Sebi is set to introduce the concept of ‘fast track’ public issuance for debt securities and further reduce the face value of debt securities issued on a private placement basis to Rs 10,000 from Rs 1 lakh at present in a bid to deepen the bond market. These will include non-convertible debentures. If implemented, the move would also promote ease of doing business.
“The main intention of a fast track public issuance of debt securities is to facilitate frequent issuers with a consistent track record, to make public issues of debt securities with reduced time, cost and effort,” Sebi said in its consultation paper. To further enhance the participation of the non-institutional investors in the corporate bond market, Sebi has “proposed to permit issuers to launch NCDs (non-convertible debentures) or NCRPS (non-convertible redeemable preference shares) with the face value of Rs 10,000”.
However, in such cases, the issuer should appoint a merchant banker who would carry out due diligence for issuance of such privately placed NCDs and NCRPS and disclosure requirements in the private placement memorandum, Sebi said. Further, such debt securities should be plain vanilla with a simple structure and should not have any credit enhancements or structured obligations, it added.
This came after Sebi in October 2022 cut the face value to Rs 1 lakh from Rs 10 lakh earlier. The decision along with the mainstreaming of Online Bond Platforms (OBPs) has helped in enhancing the participation of non-institutional investors in the bond market. During the period from July to September 2023, it was observed that non-institutional investors subscribed to 4 per cent of the total amount raised as compared with the general average of less than 1 per cent. Besides, the total volume of trades undertaken on the OBPs aggregates to around Rs 333 crore by 1974 users (investors), Sebi noted.
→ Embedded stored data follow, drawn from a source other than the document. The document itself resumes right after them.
//! CLI `catchup` command — last session summary plus open work.

use anyhow::Result;

use chronicle::catchup::catch_up;
use chronicle::config::ChronicleConfig;
use chronicle::resolution::ResolutionStore;

use crate::Scope;

pub fn catchup(config: &ChronicleConfig, scope: &Scope, days: Option<i64>, json: bool) -> Result<()> {
    let project = super::project_or_detect(config, scope.project.as_deref())?;
    let days = days.unwrap_or(config.pending.window_days);

    let history = super::load_blocks(config)?;
    let overlay = super::matcher(config).store().load()?;
    let view = catch_up(
        &project,
        scope.worktree.as_deref(),
        &history,
        &overlay,
        days,
        super::now(),
    );

    if json {
        println!("{}", serde_json::to_string_pretty(&view)?);
        return Ok(());
    }

    println!("Catch-up: {project}");
    println!("{}", "=".repeat(40));

    match &view.last_session {
        Some(last) => {
            println!("Last session:  {}", last.timestamp.format("%Y-%m-%d %H:%M"));
            if let Some(ref wt) = last.worktree {
                println!("Worktree:      {wt}");
            }
            if let Some(ref branch) = last.branch {
                println!("Branch:        {branch}");
            }
            if !last.summary.is_empty() {
                println!("Summary:       {}", last.summary);
            }
        }
        None => {
            println!("No sessions in the last {days} days.");
            println!("Capture a session first, or widen the window with --days.");
            return Ok(());
        }
    }

    println!();
    if view.pending.is_empty() {
        println!("Nothing pending.");
    } else {
        println!("Pending ({}):", view.pending.len());
        for item in &view.pending {
            println!("{}", super::format_item(item));
        }
    }

    for warning in &view.warnings {
        println!();
        println!("WARNING: {warning}");
    }

    Ok(())
}
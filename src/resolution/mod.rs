//! Resolution overlay and matching.
//!
//! Resolutions live in an overlay next to the blocks, never inside them. Undoing a
//! resolution deletes its overlay entry and the pending item reappears on the next
//! aggregation.

pub mod matcher;
pub mod score;
pub mod store;
pub mod types;

pub use matcher::{find_resolution_candidates, ResolutionCandidate, ResolutionMatcher};
pub use score::overlap_score;
pub use store::{JsonFileStore, MemoryStore, ResolutionStore};
pub use types::{Overlay, Resolution, ResolutionMethod};
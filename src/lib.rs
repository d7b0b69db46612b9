//! Session continuity for AI coding assistants.
//!
//! Chronicle reads a directory of immutable session records ("blocks") and turns
//! them into a deduplicated, time-aware view of outstanding work. Each block
//! captures one session: its project, worktree, branch, what was accomplished,
//! and what was left pending.
//!
//! | Concern | Behavior |
//! |---------|----------|
//! | **Identity** | Pending items are keyed by normalized (project, text) |
//! | **Age** | An item's age is measured from its *earliest* occurrence |
//! | **Staleness** | Older than [`pending::STALE_THRESHOLD_DAYS`] (14) days |
//! | **Threads** | Slugs recorded on blocks group sub-tasks of one goal |
//! | **Resolution** | Recorded in a separate overlay file; blocks are never edited |
//!
//! # Architecture
//!
//! - **Storage**: one JSON file per block, one JSON overlay for resolutions
//! - **Matching**: token-set Jaccard overlap proposes (pending, accomplished)
//!   pairs for an external judge; confirmed pairs are written back as `auto`
//!   resolutions
//! - **Scope**: project, worktree and branch detected from the working directory
//!
//! # Modules
//!
//! - [`config`] — Configuration loading from TOML files and environment variables
//! - [`blocks`] — Block validation and the newest-first [`blocks::BlockSet`]
//! - [`pending`] — Aggregation, staleness, and thread grouping
//! - [`resolution`] — Overlay store, lexical matcher, resolve and undo
//! - [`context`] — Working directory to (project, worktree, branch)
//! - [`catchup`] — Last session plus open work for one project

pub mod blocks;
pub mod catchup;
pub mod config;
pub mod context;
pub mod pending;
pub mod resolution;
Further, the regulator has suggested the requirement of appointment of a merchant banker in case of issuance of Securitised Debt Instruments (SDIs) at a face value of Rs 10,000. Sebi suggested that instead of inserting the audited financials for the last three financial years and Stub period financials in the offer document, the same should be allowed to be provided as a QR code scanning which opens the web link to the financials on the issuer’s website.
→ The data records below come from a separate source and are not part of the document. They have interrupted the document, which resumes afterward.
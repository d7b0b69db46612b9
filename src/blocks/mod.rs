//! Block Store — immutable JSON session records.
//!
//! [`types`] owns the on-disk schema and its validation into [`Block`];
//! [`store`] owns directory loading and the canonical newest-first [`BlockSet`].

pub mod store;
pub mod types;

pub use store::{AccomplishedItem, BlockSet, BlockStore, LoadReport, SkippedBlock};
pub use types::{parse_block, Block, BlockError};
Further, details of certain information required for the current year such as Related Party Transactions (RPTs), and remuneration of directors among others to be specified as required up to the latest quarter. Also, Sebi has suggested that record dates should be standardized 15 days before the due date of payment of interest or redemption. The regulator has “proposed to consider, like equity issuance, an avenue to debt issuers to make the issuance of public issues on fast-track basis”.
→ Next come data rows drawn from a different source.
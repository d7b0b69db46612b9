//! Thread Grouper — joins pending text to thread slugs recorded on blocks.
//!
//! Slugs are assigned upstream when a session's pending list decomposes one larger
//! goal. Nothing here infers threads; it only looks them up and orders by them.

use std::collections::HashMap;

use super::aggregate::PendingItem;
use crate::blocks::{Block, BlockSet};

/// First `pendingThreads[text]` entry among blocks of `project`.
pub fn get_thread_for_pending(text: &str, project: &str, blocks: &[Block]) -> Option<String> {
    blocks
        .iter()
        .filter(|b| b.is_project(project))
        .find_map(|b| b.pending_threads.get(text.trim()).cloned())
}

/// Precomputed `(project, text) → slug` join over a set of blocks.
#[derive(Debug, Clone, Default)]
pub struct ThreadIndex {
    slugs: HashMap<(String, String), String>,
}

impl ThreadIndex {
    /// Index every thread label; the newest block wins when labels disagree.
    pub fn build(blocks: &BlockSet) -> Self {
        let mut slugs = HashMap::new();
        for block in blocks.newest_first() {
            let project = block.project.to_lowercase();
            for (text, slug) in &block.pending_threads {
                slugs
                    .entry((project.clone(), text.clone()))
                    .or_insert_with(|| slug.clone());
            }
        }
        Self { slugs }
    }

    pub fn get(&self, project: &str, text: &str) -> Option<&str> {
        self.slugs
            .get(&(project.trim().to_lowercase(), text.trim().to_string()))
            .map(String::as_str)
    }

    pub fn len(&self) -> usize {
        self.slugs.len()
    }

    pub fn is_empty(&self) -> bool {
        self.slugs.is_empty()
    }
}

/// Display order: same-thread items adjacent, groups ranked by their oldest member.
///
/// An unthreaded item is a group of one. Within a group the incoming order (age
/// descending from aggregation) is kept.
pub fn group_by_thread(items: Vec<PendingItem>) -> Vec<PendingItem> {
    let mut group_rank: HashMap<(String, String), i64> = HashMap::new();
    for item in &items {
        if let Some(thread) = &item.thread {
            let rank = group_rank
                .entry((item.project.to_lowercase(), thread.clone()))
                .or_insert(item.age_in_days);
            *rank = (*rank).max(item.age_in_days);
        }
    }

    let mut indexed: Vec<(usize, PendingItem)> = items.into_iter().enumerate().collect();
    indexed.sort_by(|(ia, a), (ib, b)| {
        let rank = |item: &PendingItem| match &item.thread {
            Some(t) => group_rank[&(item.project.to_lowercase(), t.clone())],
            None => item.age_in_days,
        };
        let group = |item: &PendingItem| {
            item.thread
                .as_ref()
                .map(|t| (item.project.to_lowercase(), t.clone()))
        };
        rank(b)
            .cmp(&rank(a))
            // equal ranks: threaded groups first, then by slug so groups never interleave
            .then_with(|| group(b).is_some().cmp(&group(a).is_some()))
            .then_with(|| group(a).cmp(&group(b)))
            .then_with(|| ia.cmp(ib))
    });
    indexed.into_iter().map(|(_, item)| item).collect()
}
Suggesting modalities, Sebi said that the need to seek comments from the public on a draft offer document for fast-track public issues should be reduced to two working days. Also, it proposed the timeline for listing fast-track public issues of debt securities should be T+3 as opposed to T+6 for a regular public issue, a move aimed at considerably bringing down the timelines for raising funds through debt securities.
The issuers opting for the route should be allowed to utilize the electronic modes to advertise the public issue and the requirement of advertising in newspapers should be done away with. Such issues should be kept open for a minimum of one working day and a maximum of 10 working days. It has been proposed that the requirement for minimum subscription for banks and entities in the financial sector, when undertaking issue through the route, should be abolished.
Further, the retention limit should be fixed at a maximum of five times of base issue size to provide more flexibility to the issuers in terms of fundraising. The Securities and Exchange Board of India (Sebi) has sought comments from the public till December 30 on the proposals.